Tidak ada seorang putri pun yang datang untuk menghiburnya.


Siapa yang menyuruhnya memprovokasi Janda Permaisuri, dan sudah terlambat bagi semua orang untuk menghindari kecurigaan?


"Nona Hu! Nona Hu!"


Dalam kepanikan, dia melihat Hu Biyun mendekat.


Hu Biyun juga mendengar tentang ini dari mulut istana, dan hendak berbalik dan berpura-pura tidak mendengarnya, tetapi Lin Ruyue sudah bergegas di depannya.


Lin Ruyue meraih pergelangan tangannya: "Nona Hu! Dokter Kekaisaran Hu adalah orang yang populer di depan Yang Mulia dan Ratu baru-baru ini, pergi dan mohon padaku! Jangan biarkan mereka mengusirku dari istana—"


Hu Biyun menepis tangan Lin Ruyue tanpa jejak, dan berkata dengan ekspresi menyesal: "Nona Lin, saya juga ingin membantu Anda, tetapi ayah saya sibuk dengan rumah sakit ... Ibu Suri, tubuh phoenix orang tuanya. harmonis... Ayahku sudah menghitung Sun tidak pernah kembali ke mansion, aku bahkan tidak bisa melihatnya sekali pun... Maafkan aku, aku tidak bisa membantu."


Suatu kehormatan besar bisa menyembuhkan Ibu Suri?


Saya benar-benar tidak tahu apakah Hu Biyun menolak atau pamer.
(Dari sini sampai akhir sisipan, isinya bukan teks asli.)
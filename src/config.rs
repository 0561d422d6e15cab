//! Chart configuration, loadable from a JSON file.

use serde::{Deserialize, Serialize};
use std::path::Path;
use thiserror::Error;

#[derive(Error, Debug)]
pub enum ConfigError {
    #[error("Failed to read config: {0}")]
    Io(#[from] std::io::Error),
    #[error("Invalid config JSON: {0}")]
    Json(#[from] serde_json::Error),
    #[error("Invalid config: {0}")]
    Invalid(String),
}

/// Figure sizes in pixels and font sizes in points.
#[derive(Debug, Clone, PartialEq, Serialize, Deserialize)]
#[serde(default)]
pub struct ChartConfig {
    pub chart_width: u32,
    pub chart_height: u32,
    pub dashboard_width: u32,
    pub dashboard_height: u32,
    pub title_font_size: u32,
    pub dashboard_title_font_size: u32,
    pub label_font_size: u32,
}

impl Default for ChartConfig {
    fn default() -> Self {
        // 10x5 in and 14x10 in figures at 100 dpi
        Self {
            chart_width: 1000,
            chart_height: 500,
            dashboard_width: 1400,
            dashboard_height: 1000,
            title_font_size: 20,
            dashboard_title_font_size: 28,
            label_font_size: 13,
        }
    }
}

impl ChartConfig {
    pub fn from_json_str(json: &str) -> Result<Self, ConfigError> {
        let config: Self = serde_json::from_str(json)?;
        config.validate()?;
        Ok(config)
    }

    pub fn from_json_file(path: impl AsRef<Path>) -> Result<Self, ConfigError> {
        let text = std::fs::read_to_string(path)?;
        Self::from_json_str(&text)
    }

    /// Read `path` if it exists, otherwise fall back to defaults.
    pub fn load_or_default(path: impl AsRef<Path>) -> Result<Self, ConfigError> {
        let path = path.as_ref();
        if path.is_file() {
            tracing::info!(path = %path.display(), "loading chart config");
            Self::from_json_file(path)
        } else {
            Ok(Self::default())
        }
    }

    pub fn chart_size(&self) -> (u32, u32) {
        (self.chart_width, self.chart_height)
    }

    pub fn dashboard_size(&self) -> (u32, u32) {
        (self.dashboard_width, self.dashboard_height)
    }

    fn validate(&self) -> Result<(), ConfigError> {
        if self.chart_width < 200 || self.chart_height < 150 {
            return Err(ConfigError::Invalid(format!(
                "chart size {}x{} is below 200x150",
                self.chart_width, self.chart_height
            )));
        }
        if self.dashboard_width < 400 || self.dashboard_height < 300 {
            return Err(ConfigError::Invalid(format!(
                "dashboard size {}x{} is below 400x300",
                self.dashboard_width, self.dashboard_height
            )));
        }
        Ok(())
    }
}
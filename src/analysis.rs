//! Stock Market Analysis
//! A named, loaded series together with its statistics and chart output.

use crate::charts::{ChartError, Panel, PlotMode, StaticChartRenderer};
use crate::config::ChartConfig;
use crate::data::{DataLoader, LoaderError, StockSeries};
use crate::stats::StatsCalculator;
use chrono::NaiveDate;
use serde::Serialize;
use std::path::Path;

/// Headline numbers for one analysis.
#[derive(Debug, Clone, PartialEq, Serialize)]
pub struct AnalysisSummary {
    pub name: String,
    pub bars: usize,
    pub first_date: NaiveDate,
    pub last_date: NaiveDate,
    pub median_spread: f64,
    pub open_std: f64,
}

impl AnalysisSummary {
    pub fn to_json_pretty(&self) -> Result<String, serde_json::Error> {
        serde_json::to_string_pretty(self)
    }
}

/// Loads a stock data file once and answers statistics and chart requests on it.
#[derive(Debug, Clone)]
pub struct StockMarketAnalysis {
    name: String,
    series: StockSeries,
    renderer: StaticChartRenderer,
}

impl StockMarketAnalysis {
    /// Load a stooq daily export.
    pub fn new(name: impl Into<String>, data_file: impl AsRef<Path>) -> Result<Self, LoaderError> {
        Self::with_loader(name, data_file, &DataLoader::new())
    }

    pub fn with_loader(
        name: impl Into<String>,
        data_file: impl AsRef<Path>,
        loader: &DataLoader,
    ) -> Result<Self, LoaderError> {
        let series = loader.load_csv(data_file)?;
        Ok(Self::from_series(name, series))
    }

    pub fn from_series(name: impl Into<String>, series: StockSeries) -> Self {
        Self {
            name: name.into(),
            series,
            renderer: StaticChartRenderer::default(),
        }
    }

    pub fn with_config(mut self, config: ChartConfig) -> Self {
        self.renderer = StaticChartRenderer::new(config);
        self
    }

    pub fn name(&self) -> &str {
        &self.name
    }

    pub fn set_name(&mut self, name: impl Into<String>) {
        self.name = name.into();
    }

    pub fn data(&self) -> &StockSeries {
        &self.series
    }

    pub fn renderer(&self) -> &StaticChartRenderer {
        &self.renderer
    }

    pub fn calculate_median_spread(&self) -> f64 {
        StatsCalculator::median_spread(&self.series)
    }

    pub fn calculate_open_std(&self) -> f64 {
        StatsCalculator::open_std(&self.series)
    }

    pub fn summary(&self) -> AnalysisSummary {
        AnalysisSummary {
            name: self.name.clone(),
            bars: self.series.len(),
            first_date: self.series.first_date(),
            last_date: self.series.last_date(),
            median_spread: self.calculate_median_spread(),
            open_std: self.calculate_open_std(),
        }
    }

    pub fn plot_candlestick_chart(&self, path: impl AsRef<Path>) -> Result<(), ChartError> {
        self.plot_panel(Panel::Candlestick, path.as_ref())
    }

    pub fn plot_candlestick_chart_vs_volume(&self, path: impl AsRef<Path>) -> Result<(), ChartError> {
        self.plot_panel(Panel::CandlestickVsVolume, path.as_ref())
    }

    pub fn plot_close_price_evolution(&self, path: impl AsRef<Path>) -> Result<(), ChartError> {
        self.plot_panel(Panel::ClosePrice, path.as_ref())
    }

    pub fn plot_volume_distribution(&self, path: impl AsRef<Path>) -> Result<(), ChartError> {
        self.plot_panel(Panel::VolumeDistribution, path.as_ref())
    }

    /// 2x2 dashboard with the charts `mode` selects, titled with the analysis name.
    pub fn plot_combined_graph(
        &self,
        mode: PlotMode,
        path: impl AsRef<Path>,
    ) -> Result<(), ChartError> {
        self.renderer
            .render_dashboard_to_file(&self.name, &self.series, mode, path.as_ref())
    }

    pub fn combined_graph_png(&self, mode: PlotMode) -> Result<Vec<u8>, ChartError> {
        self.renderer
            .render_dashboard_to_png_bytes(&self.name, &self.series, mode)
    }

    fn plot_panel(&self, panel: Panel, path: &Path) -> Result<(), ChartError> {
        self.renderer.render_panel_to_file(&self.series, panel, path)
    }
}

#[cfg(test)]
mod tests {
    use super::*;
    use crate::data::Bar;

    fn analysis() -> StockMarketAnalysis {
        let day = |d| NaiveDate::from_ymd_opt(2023, 8, d).unwrap();
        let series = StockSeries::from_bars(vec![
            Bar::new(day(1), 95.0, 100.0, 90.0, 97.0, 1_500.0),
            Bar::new(day(2), 93.0, 98.0, 88.0, 92.0, 2_500.0),
            Bar::new(day(3), 97.0, 102.0, 91.0, 99.0, 1_000.0),
        ])
        .unwrap();
        StockMarketAnalysis::from_series("WIG20 - August 2023", series)
    }

    #[test]
    fn summary_collects_statistics() {
        let summary = analysis().summary();
        assert_eq!(summary.name, "WIG20 - August 2023");
        assert_eq!(summary.bars, 3);
        assert_eq!(summary.median_spread, 10.0);
        assert_eq!(summary.first_date, NaiveDate::from_ymd_opt(2023, 8, 1).unwrap());
        assert_eq!(summary.last_date, NaiveDate::from_ymd_opt(2023, 8, 3).unwrap());
    }

    #[test]
    fn summary_serializes_dates_as_iso() {
        let json = analysis().summary().to_json_pretty().unwrap();
        assert!(json.contains("\"first_date\": \"2023-08-01\""));
        assert!(json.contains("\"median_spread\": 10.0"));
    }

    #[test]
    fn config_reaches_renderer() {
        let config = ChartConfig {
            chart_width: 800,
            ..ChartConfig::default()
        };
        let analysis = analysis().with_config(config.clone());
        assert_eq!(analysis.renderer().config(), &config);
    }
}
//! Control Panel Widget
//! Left side panel with the data source, statistics and dashboard controls.

use crate::analysis::AnalysisSummary;
use crate::charts::{format_y_label, PlotMode};
use egui::{Color32, ComboBox, RichText};
use std::path::PathBuf;

/// User settings for the dashboard
#[derive(Clone)]
pub struct UserSettings {
    pub csv_path: Option<PathBuf>,
    pub name: String,
    pub mode: PlotMode,
}

impl Default for UserSettings {
    fn default() -> Self {
        Self {
            csv_path: None,
            name: "Stock Data".to_string(),
            mode: PlotMode::Both,
        }
    }
}

/// Left side control panel with file selection and export controls.
pub struct ControlPanel {
    pub settings: UserSettings,
    pub summary: Option<AnalysisSummary>,
    pub status: String,
}

impl Default for ControlPanel {
    fn default() -> Self {
        Self {
            settings: UserSettings::default(),
            summary: None,
            status: "Ready".to_string(),
        }
    }
}

impl ControlPanel {
    pub fn new() -> Self {
        Self::default()
    }

    pub fn set_summary(&mut self, summary: Option<AnalysisSummary>) {
        self.summary = summary;
    }

    pub fn set_status(&mut self, status: impl Into<String>) {
        self.status = status.into();
    }

    /// Draw the control panel
    pub fn show(&mut self, ui: &mut egui::Ui) -> ControlPanelAction {
        let mut action = ControlPanelAction::None;

        // Title
        ui.vertical_centered(|ui| {
            ui.add_space(5.0);
            ui.label(
                RichText::new("📈 Stock Market Analysis")
                    .size(20.0)
                    .color(Color32::from_rgb(100, 149, 237)),
            );
            ui.label(RichText::new("Daily OHLCV").size(11.0).color(Color32::GRAY));
        });
        ui.add_space(10.0);
        ui.separator();
        ui.add_space(5.0);

        // ===== CSV File Section =====
        ui.label(RichText::new("📁 Data Source").size(14.0).strong());
        ui.add_space(5.0);

        egui::Frame::none()
            .fill(ui.visuals().widgets.noninteractive.bg_fill)
            .rounding(5.0)
            .inner_margin(8.0)
            .show(ui, |ui| {
                ui.horizontal(|ui| {
                    let path_text = self
                        .settings
                        .csv_path
                        .as_ref()
                        .and_then(|p| p.file_name())
                        .map(|n| n.to_string_lossy().to_string())
                        .unwrap_or_else(|| "No file selected".to_string());

                    ui.label(RichText::new(&path_text).size(12.0).color(
                        if self.settings.csv_path.is_some() {
                            Color32::WHITE
                        } else {
                            Color32::GRAY
                        },
                    ));

                    ui.with_layout(egui::Layout::right_to_left(egui::Align::Center), |ui| {
                        if ui.button("📂 Browse").clicked() {
                            action = ControlPanelAction::BrowseCsv;
                        }
                    });
                });
            });

        ui.add_space(8.0);
        ui.horizontal(|ui| {
            ui.label("Name:");
            if ui.text_edit_singleline(&mut self.settings.name).lost_focus() {
                action = ControlPanelAction::Rename;
            }
        });

        ui.add_space(15.0);
        ui.separator();
        ui.add_space(10.0);

        // ===== Statistics Section =====
        ui.label(RichText::new("🔢 Statistics").size(14.0).strong());
        ui.add_space(5.0);

        match &self.summary {
            Some(summary) => {
                egui::Grid::new("summary_grid")
                    .num_columns(2)
                    .striped(true)
                    .spacing([12.0, 4.0])
                    .show(ui, |ui| {
                        ui.label("Bars");
                        ui.label(summary.bars.to_string());
                        ui.end_row();
                        ui.label("From");
                        ui.label(summary.first_date.to_string());
                        ui.end_row();
                        ui.label("To");
                        ui.label(summary.last_date.to_string());
                        ui.end_row();
                        ui.label("Median spread");
                        ui.label(format_y_label(summary.median_spread));
                        ui.end_row();
                        ui.label("Open std");
                        ui.label(format_y_label(summary.open_std));
                        ui.end_row();
                    });
            }
            None => {
                ui.label(RichText::new("No data loaded").color(Color32::GRAY));
            }
        }

        ui.add_space(15.0);
        ui.separator();
        ui.add_space(10.0);

        // ===== Dashboard Section =====
        ui.label(RichText::new("⚙️ Dashboard").size(14.0).strong());
        ui.add_space(5.0);

        ui.horizontal(|ui| {
            ui.label("Charts:");
            ComboBox::from_id_salt("plot_mode")
                .width(180.0)
                .selected_text(self.settings.mode.name())
                .show_ui(ui, |ui| {
                    for mode in PlotMode::ALL {
                        ui.selectable_value(&mut self.settings.mode, mode, mode.name());
                    }
                });
        });

        ui.add_space(15.0);
        ui.separator();
        ui.add_space(10.0);

        // ===== Action Buttons =====
        let export_enabled = self.summary.is_some();
        ui.vertical_centered(|ui| {
            ui.add_enabled_ui(export_enabled, |ui| {
                let button = egui::Button::new(RichText::new("🖼 Export Dashboard PNG").size(14.0))
                    .min_size(egui::vec2(200.0, 30.0));
                if ui.add(button).clicked() {
                    action = ControlPanelAction::ExportDashboard;
                }

                ui.add_space(8.0);

                let button = egui::Button::new(RichText::new("📄 Export Summary JSON").size(14.0))
                    .min_size(egui::vec2(200.0, 30.0));
                if ui.add(button).clicked() {
                    action = ControlPanelAction::ExportSummary;
                }
            });
        });

        ui.add_space(15.0);
        ui.separator();
        ui.add_space(5.0);

        let status_color = if self.status.starts_with("Error") {
            Color32::from_rgb(220, 53, 69)
        } else if self.status.starts_with("Loaded") || self.status.starts_with("Exported") {
            Color32::from_rgb(40, 167, 69)
        } else {
            Color32::GRAY
        };
        ui.label(RichText::new(&self.status).size(11.0).color(status_color));

        action
    }
}

/// Actions triggered by control panel
#[derive(Debug, Clone, PartialEq)]
pub enum ControlPanelAction {
    None,
    BrowseCsv,
    Rename,
    ExportDashboard,
    ExportSummary,
}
Lin Ruyue menatapnya dengan kecewa: "Kamu hanya tidak ingin membantuku, kan?"


Hu Biyun membuka mulutnya: "Nona Lin ..."


Lin Ruyue berkata dengan penuh semangat: "Aku hanya pergi untuk menegur gadis itu untuk membelamu! Kamu mengatakan kepadaku bahwa gadis itu merampokmu dari bisnis Renxintang dengan trik, dan aku berjuang untukmu! Mengapa kamu memperlakukanku seperti ini? ?"


Hu Biyun berbisik: "Aku tidak bertanya lagi padamu."


Lin Ruyue dengan tegas berkata, "Hu Biyun!"


"Saya pergi ke kelas, Nona Lin, permisi."


Hu Biyun berkata, dan memasuki kelas tanpa melihat ke belakang.


Keluarga Lin telah tumbuh dengan mantap, tetapi Lin Ruyue hanyalah pelacur kecil!